Re: Raid5 drive fail during grow and no backup

Vince <stuff@xxxxxxxxxxxxxx> · Mon, 3 Nov 2014 14:45:20 +0000 (UTC)

Phil Turmel <philip <at> turmel.org> writes:

> 
> On 10/31/2014 09:34 AM, Vince wrote:
> > Hi,
> >
> > got a drive failure (bad block) during Raid5 grow (4x3TB -> 5x3TB).
> > Well... i don't have a backup file :/
> > Mdadm shows 1 drive as removed.
> >
> > All 4 'good' drives are in the same reshape pos'n.
> >
> > Any idea how to finish the reshape process? Or get the array back?
> 
> mdadm --stop /dev/md0
> mdadm --assemble --force --verbose /dev/md0 /dev/sd[bcdf]
> 
> If that doesn't work, please show us the output.
> 
> You haven't (yet) lost your array.  It's just degraded.  You should 
> investigate why the one drive was kicked out of the array instead of 
> being rewritten properly (green drives?).  In the meantime, assembly 
> with --force should give you access to the data to grab anything 
> critically important.
> 
> If you share the output of "smartctl -x /dev/sdX" for at least the 
> kicked drive, we can offer further advice.
> 
> Regards,
> 
> Phil
> --
> To unsubscribe from this list: send the line "unsubscribe linux-raid" in
> the body of a message to majordomo <at> vger.kernel.org
> More majordomo info at  http://vger.kernel.org/majordomo-info.html
> 
> 

Hi Phil,

thx for your reply.
Already have the raid clean and up.

My drive was kicked due to read errors (bad sectors).
I fixed the bad sectors with hdparm --write-sector $bad_sector /dev/sdx

After some tries 
mdadm --assemble --force --verbose /dev/md0 /dev/sd[bcdf] 
works so far.
I was able to encrypt the drive and all logical volumes had beed detected
correct.
But i was unable to mount any lv (i guess due to an filesystem problem, but
i won't run es2fscheck during broken reshape)

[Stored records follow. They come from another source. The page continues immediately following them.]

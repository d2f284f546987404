//! Gatekeeper categories: population and access decisions.
//!
//! ## Population (two-level fan-out)
//! ```text
//! ┌─────────────────────────────────────────────────────────────────────────┐
//! │  populate_category(c)                                                   │
//! │                                                                         │
//! │  0. clear c           remote: remove_item per item (awaited)            │
//! │                       local:  drop items, emit remove                   │
//! │                                                                         │
//! │  1. list ids          POST op/list/c            → [a, b]                │
//! │                                                                         │
//! │  2. list domains      POST op/list/c/a   ─┐                             │
//! │     (join_all)        POST op/list/c/b   ─┤  any completion order       │
//! │                                           ▼                             │
//! │     each response inserts its (id, domain) pairs and emits populate     │
//! └─────────────────────────────────────────────────────────────────────────┘
//! ```
//!
//! The clear finishes before stage 1 starts, so a late removal can never
//! drop a freshly populated item.

use futures_util::future::join_all;
use marquee_core::validation::validate_access_pair;
use marquee_core::{AccessEntry, Category, GatekeeperItem};
use tracing::{debug, info, warn};

use crate::config::{ClearStrategy, DecisionAppend};
use crate::error::SyncResult;
use crate::events::GatekeeperEvent;

use super::SyncEngine;

#[derive(Debug, Clone, Copy, PartialEq, Eq)]
enum Decision {
    Approve,
    Reject,
}

impl Decision {
    fn destination(self) -> Category {
        match self {
            Decision::Approve => Category::Approved,
            Decision::Reject => Category::Rejected,
        }
    }

    fn operation(self) -> &'static str {
        match self {
            Decision::Approve => "approve_access",
            Decision::Reject => "reject_access",
        }
    }

    fn event(self, entry: AccessEntry) -> GatekeeperEvent {
        match self {
            Decision::Approve => GatekeeperEvent::Approve(entry),
            Decision::Reject => GatekeeperEvent::Reject(entry),
        }
    }
}

impl SyncEngine {
    // =========================================================================
    // Population
    // =========================================================================

    /// Clears a category and re-fills it from the remote.
    ///
    /// Returns the number of items inserted. A failed stage-2 listing is
    /// logged and skipped; a failed stage-1 listing leaves the category
    /// empty and is returned.
    pub async fn populate_category(&self, category: Category) -> SyncResult<usize> {
        self.clear_category(category).await;

        let ids = self
            .remote
            .list_gatekeeper_ids(category)
            .await
            .map_err(|e| self.remote_failed("populate_category", e))?;

        if ids.is_empty() {
            info!(category = %category, "Category is empty");
            return Ok(0);
        }

        let fills = join_all(ids.iter().map(|id| self.populate_id(category, id))).await;

        let inserted: usize = fills.iter().filter_map(|r| r.as_ref().ok()).sum();
        let failed = fills.iter().filter(|r| r.is_err()).count();

        info!(category = %category, ids = ids.len(), inserted, failed, "Category populated");
        Ok(inserted)
    }

    async fn clear_category(&self, category: Category) {
        match self.config.gatekeeper.clear_strategy {
            ClearStrategy::Remote => {
                let items: Vec<GatekeeperItem> = self.with_state(|s| {
                    s.gatekeeper.items(category).iter().rev().cloned().collect()
                });
                if items.is_empty() {
                    return;
                }

                let removals = join_all(
                    items
                        .iter()
                        .map(|item| self.remove_item(category, &item.id, &item.domain)),
                )
                .await;

                let failed = removals.iter().filter(|r| r.is_err()).count();
                if failed > 0 {
                    warn!(category = %category, failed, "Some items survived the clear");
                }
                debug!(category = %category, cleared = items.len() - failed, "Category cleared");
            }
            ClearStrategy::Local => {
                let items = self.with_state(|s| std::mem::take(s.gatekeeper.items_mut(category)));

                for item in items.into_iter().rev() {
                    self.gatekeeper_bus
                        .notify(&GatekeeperEvent::Remove(item.in_category(category)));
                }
            }
        }
    }

    /// Stage 2 for one id: lists its domains and inserts the new pairs.
    async fn populate_id(&self, category: Category, id: &str) -> SyncResult<usize> {
        let domains = self
            .remote
            .list_gatekeeper_domains(category, id)
            .await
            .map_err(|e| self.remote_failed("populate_category", e))?;

        let added: Vec<AccessEntry> = self.with_state(|s| {
            let items = s.gatekeeper.items_mut(category);
            let mut added = Vec::new();
            for domain in domains {
                if items.iter().any(|i| i.matches(id, &domain)) {
                    continue;
                }
                items.push(GatekeeperItem::new(id, domain.clone()));
                added.push(AccessEntry::new(category, id, domain));
            }
            added
        });

        for entry in &added {
            self.gatekeeper_bus
                .notify(&GatekeeperEvent::Populate(entry.clone()));
        }
        Ok(added.len())
    }

    // =========================================================================
    // Decisions
    // =========================================================================

    /// Approves a pending `(id, domain)` pair.
    ///
    /// Returns whether the decision was applied locally; see
    /// [`DecisionAppend`] for pairs that were not pending.
    pub async fn approve_access(&self, id: &str, domain: &str) -> SyncResult<bool> {
        self.decide(Decision::Approve, id, domain).await
    }

    /// Rejects a pending `(id, domain)` pair.
    pub async fn reject_access(&self, id: &str, domain: &str) -> SyncResult<bool> {
        self.decide(Decision::Reject, id, domain).await
    }

    async fn decide(&self, decision: Decision, id: &str, domain: &str) -> SyncResult<bool> {
        validate_access_pair(id, domain)?;
        let item = GatekeeperItem::new(id, domain);

        let confirmed = match decision {
            Decision::Approve => self.remote.approve_access(&item).await,
            Decision::Reject => self.remote.reject_access(&item).await,
        };
        confirmed.map_err(|e| self.remote_failed(decision.operation(), e))?;

        let destination = decision.destination();
        let append = self.config.gatekeeper.decision_append;

        let applied = self.with_state(|s| {
            let pending = s.gatekeeper.items_mut(Category::Pending);
            let was_pending = match pending.iter().rposition(|i| i.matches(id, domain)) {
                Some(inx) => {
                    pending.remove(inx);
                    true
                }
                None => false,
            };

            if !was_pending && append == DecisionAppend::RequirePending {
                return false;
            }

            let target = s.gatekeeper.items_mut(destination);
            if !target.iter().any(|i| i.matches(id, domain)) {
                target.push(item.clone());
            }
            true
        });

        if !applied {
            warn!(
                id,
                domain,
                destination = %destination,
                "Decision confirmed for an item that was not pending; local state unchanged"
            );
            return Ok(false);
        }

        debug!(id, domain, destination = %destination, "Access decided");
        self.gatekeeper_bus
            .notify(&decision.event(item.in_category(destination)));
        Ok(true)
    }

    // =========================================================================
    // Removal
    // =========================================================================

    /// Removes one entry remotely, then locally.
    ///
    /// Emits `remove` once the remote confirms, whether or not the item was
    /// held locally. Returns whether it was.
    pub async fn remove_item(&self, category: Category, id: &str, domain: &str) -> SyncResult<bool> {
        validate_access_pair(id, domain)?;
        let entry = AccessEntry::new(category, id, domain);

        self.remote
            .remove_access_entry(&entry)
            .await
            .map_err(|e| self.remote_failed("remove_item", e))?;

        let existed = self.with_state(|s| {
            let items = s.gatekeeper.items_mut(category);
            match items.iter().rposition(|i| i.matches(id, domain)) {
                Some(inx) => {
                    items.remove(inx);
                    true
                }
                None => false,
            }
        });

        debug!(entry = %entry.path(), existed, "Gatekeeper item removed");
        self.gatekeeper_bus.notify(&GatekeeperEvent::Remove(entry));
        Ok(existed)
    }
}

So i did a backup and removed the superblock on the broken disk and added it
as spare to /dev/md0  (mdadm --add)

Now i had 4 Disk in sync, 1 removed and 1 spare

To restart the reshape i did mdadm --mdadm --readwrite /dev/md0
Well.. i had a backup of my most important files and in that situation i was
like... ok if all is lost now... i'll change a lot in future :)

Reshape restarted at ~80% (cat /proc/mdstat) but the funny thing was, that
all 4 drives only did write actions. No reading on the drives... I don't
know what happens there, but i let it go

After reshape was done, mdadm grabs the spare drive and started resync.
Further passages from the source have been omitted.